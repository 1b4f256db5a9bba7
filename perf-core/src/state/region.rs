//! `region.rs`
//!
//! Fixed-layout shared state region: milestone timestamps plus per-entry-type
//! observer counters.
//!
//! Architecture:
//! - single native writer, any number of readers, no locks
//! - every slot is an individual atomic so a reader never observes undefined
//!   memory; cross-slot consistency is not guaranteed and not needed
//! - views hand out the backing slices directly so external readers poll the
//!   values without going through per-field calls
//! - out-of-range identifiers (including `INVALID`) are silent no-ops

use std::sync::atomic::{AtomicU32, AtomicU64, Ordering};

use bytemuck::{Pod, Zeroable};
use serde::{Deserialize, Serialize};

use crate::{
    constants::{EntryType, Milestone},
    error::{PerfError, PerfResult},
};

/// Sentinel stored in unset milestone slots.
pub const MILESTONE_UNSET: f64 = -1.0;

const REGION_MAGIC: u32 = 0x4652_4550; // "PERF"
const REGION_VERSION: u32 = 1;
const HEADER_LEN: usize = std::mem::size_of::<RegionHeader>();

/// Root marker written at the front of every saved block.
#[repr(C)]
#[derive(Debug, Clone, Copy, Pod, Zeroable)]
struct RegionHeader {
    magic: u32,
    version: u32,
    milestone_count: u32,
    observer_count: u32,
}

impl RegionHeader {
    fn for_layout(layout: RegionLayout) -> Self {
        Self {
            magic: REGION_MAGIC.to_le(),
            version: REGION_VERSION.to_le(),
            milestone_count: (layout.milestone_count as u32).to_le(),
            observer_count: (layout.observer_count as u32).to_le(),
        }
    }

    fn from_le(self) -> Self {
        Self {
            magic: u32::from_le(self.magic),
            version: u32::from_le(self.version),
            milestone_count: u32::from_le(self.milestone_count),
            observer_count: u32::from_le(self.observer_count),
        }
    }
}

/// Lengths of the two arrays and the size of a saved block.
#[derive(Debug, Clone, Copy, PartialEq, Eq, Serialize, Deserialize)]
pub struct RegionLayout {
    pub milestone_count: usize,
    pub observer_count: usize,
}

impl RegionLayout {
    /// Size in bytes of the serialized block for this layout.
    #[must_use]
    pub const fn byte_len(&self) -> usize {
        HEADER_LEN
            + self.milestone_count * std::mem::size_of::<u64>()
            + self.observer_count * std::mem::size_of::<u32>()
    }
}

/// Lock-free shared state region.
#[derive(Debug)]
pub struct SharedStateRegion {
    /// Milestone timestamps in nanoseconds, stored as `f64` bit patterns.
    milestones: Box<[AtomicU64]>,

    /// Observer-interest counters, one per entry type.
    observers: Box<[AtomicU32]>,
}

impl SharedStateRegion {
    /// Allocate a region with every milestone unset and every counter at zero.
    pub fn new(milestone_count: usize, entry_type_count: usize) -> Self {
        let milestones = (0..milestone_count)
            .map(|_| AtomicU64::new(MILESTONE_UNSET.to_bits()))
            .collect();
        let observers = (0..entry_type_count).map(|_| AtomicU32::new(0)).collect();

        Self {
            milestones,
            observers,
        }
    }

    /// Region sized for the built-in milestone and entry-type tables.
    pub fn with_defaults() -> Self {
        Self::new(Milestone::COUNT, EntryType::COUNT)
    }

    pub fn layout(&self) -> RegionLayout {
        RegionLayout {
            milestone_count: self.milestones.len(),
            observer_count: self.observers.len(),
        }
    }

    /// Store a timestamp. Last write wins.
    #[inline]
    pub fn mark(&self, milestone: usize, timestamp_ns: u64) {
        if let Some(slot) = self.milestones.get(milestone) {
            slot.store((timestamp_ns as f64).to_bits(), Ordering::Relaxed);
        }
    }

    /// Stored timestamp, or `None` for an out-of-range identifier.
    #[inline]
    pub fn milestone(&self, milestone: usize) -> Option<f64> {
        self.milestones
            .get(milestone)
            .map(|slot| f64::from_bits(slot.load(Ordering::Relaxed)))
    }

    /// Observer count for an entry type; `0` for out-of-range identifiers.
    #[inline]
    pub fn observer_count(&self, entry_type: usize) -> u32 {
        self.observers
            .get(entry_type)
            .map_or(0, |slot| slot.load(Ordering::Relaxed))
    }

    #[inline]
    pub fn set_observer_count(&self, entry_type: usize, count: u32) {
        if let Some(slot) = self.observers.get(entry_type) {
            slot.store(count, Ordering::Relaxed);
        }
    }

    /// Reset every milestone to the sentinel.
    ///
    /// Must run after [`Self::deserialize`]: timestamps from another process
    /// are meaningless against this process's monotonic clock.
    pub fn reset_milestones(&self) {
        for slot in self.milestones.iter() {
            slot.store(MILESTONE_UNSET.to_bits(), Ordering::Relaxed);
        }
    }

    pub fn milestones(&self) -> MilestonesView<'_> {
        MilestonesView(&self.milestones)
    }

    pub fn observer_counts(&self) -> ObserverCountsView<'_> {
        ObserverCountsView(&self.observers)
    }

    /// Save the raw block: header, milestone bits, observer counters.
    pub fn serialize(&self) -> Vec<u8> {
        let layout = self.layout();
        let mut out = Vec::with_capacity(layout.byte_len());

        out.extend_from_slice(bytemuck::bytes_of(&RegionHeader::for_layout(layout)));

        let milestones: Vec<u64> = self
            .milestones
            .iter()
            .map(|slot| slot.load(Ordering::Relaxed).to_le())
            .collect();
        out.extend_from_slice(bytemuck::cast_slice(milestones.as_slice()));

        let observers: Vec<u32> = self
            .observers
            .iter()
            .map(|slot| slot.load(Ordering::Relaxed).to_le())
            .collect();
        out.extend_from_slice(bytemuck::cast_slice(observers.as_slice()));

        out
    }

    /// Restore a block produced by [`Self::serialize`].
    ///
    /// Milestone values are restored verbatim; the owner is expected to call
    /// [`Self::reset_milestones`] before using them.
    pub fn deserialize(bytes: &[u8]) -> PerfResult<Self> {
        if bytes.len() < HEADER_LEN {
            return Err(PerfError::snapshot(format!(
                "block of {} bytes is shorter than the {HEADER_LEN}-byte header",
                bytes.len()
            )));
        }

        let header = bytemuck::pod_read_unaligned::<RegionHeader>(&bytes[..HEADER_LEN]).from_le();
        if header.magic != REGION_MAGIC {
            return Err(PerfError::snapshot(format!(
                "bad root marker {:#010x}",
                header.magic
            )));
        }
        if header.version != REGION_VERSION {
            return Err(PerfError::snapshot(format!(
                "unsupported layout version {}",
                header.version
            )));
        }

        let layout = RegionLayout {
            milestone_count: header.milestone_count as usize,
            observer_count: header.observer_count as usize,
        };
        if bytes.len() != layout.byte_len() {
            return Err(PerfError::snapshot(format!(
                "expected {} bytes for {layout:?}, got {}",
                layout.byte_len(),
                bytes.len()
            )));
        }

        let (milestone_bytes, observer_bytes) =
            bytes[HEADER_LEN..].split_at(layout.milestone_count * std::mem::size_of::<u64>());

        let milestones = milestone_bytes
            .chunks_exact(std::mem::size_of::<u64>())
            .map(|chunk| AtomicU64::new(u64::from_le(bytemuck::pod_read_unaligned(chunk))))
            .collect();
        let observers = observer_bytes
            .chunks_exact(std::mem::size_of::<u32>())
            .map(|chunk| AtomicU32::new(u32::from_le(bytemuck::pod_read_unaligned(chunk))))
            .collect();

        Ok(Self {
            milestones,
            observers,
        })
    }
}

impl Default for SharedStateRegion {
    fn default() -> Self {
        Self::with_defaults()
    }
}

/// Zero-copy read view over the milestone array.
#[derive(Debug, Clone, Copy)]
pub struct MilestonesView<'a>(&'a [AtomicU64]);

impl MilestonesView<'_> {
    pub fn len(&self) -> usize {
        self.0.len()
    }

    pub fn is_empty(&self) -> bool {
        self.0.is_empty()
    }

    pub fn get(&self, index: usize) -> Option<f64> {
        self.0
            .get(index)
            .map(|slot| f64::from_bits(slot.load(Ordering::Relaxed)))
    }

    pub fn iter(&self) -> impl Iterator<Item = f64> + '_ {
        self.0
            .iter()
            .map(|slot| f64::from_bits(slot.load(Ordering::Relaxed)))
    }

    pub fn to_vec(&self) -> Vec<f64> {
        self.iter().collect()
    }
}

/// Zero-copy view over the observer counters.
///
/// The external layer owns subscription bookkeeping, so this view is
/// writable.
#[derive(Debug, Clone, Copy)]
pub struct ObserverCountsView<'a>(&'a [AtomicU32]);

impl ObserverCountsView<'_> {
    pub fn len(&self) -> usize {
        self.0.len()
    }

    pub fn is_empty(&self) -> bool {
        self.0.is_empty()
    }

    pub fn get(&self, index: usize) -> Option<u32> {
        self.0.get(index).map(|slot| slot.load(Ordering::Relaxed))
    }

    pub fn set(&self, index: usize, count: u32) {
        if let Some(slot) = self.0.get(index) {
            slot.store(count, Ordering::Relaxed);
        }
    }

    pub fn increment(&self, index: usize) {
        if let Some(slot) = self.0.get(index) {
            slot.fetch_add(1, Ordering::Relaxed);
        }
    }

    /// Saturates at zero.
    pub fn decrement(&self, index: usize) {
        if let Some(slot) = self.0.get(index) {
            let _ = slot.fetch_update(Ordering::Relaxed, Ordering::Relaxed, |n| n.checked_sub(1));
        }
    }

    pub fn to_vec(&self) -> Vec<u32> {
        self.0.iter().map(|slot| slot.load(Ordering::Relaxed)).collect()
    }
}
# # #
Please write out, exactly as they appear above, only the lines in the stretch from the line with "if header.version != REGION_VERSION" through the line with "let layout = RegionLayout".

*Solution to this problem*.
        if header.version != REGION_VERSION {
            return Err(PerfError::snapshot(format!(
                "unsupported layout version {}",
                header.version
            )));
        }

        let layout = RegionLayout {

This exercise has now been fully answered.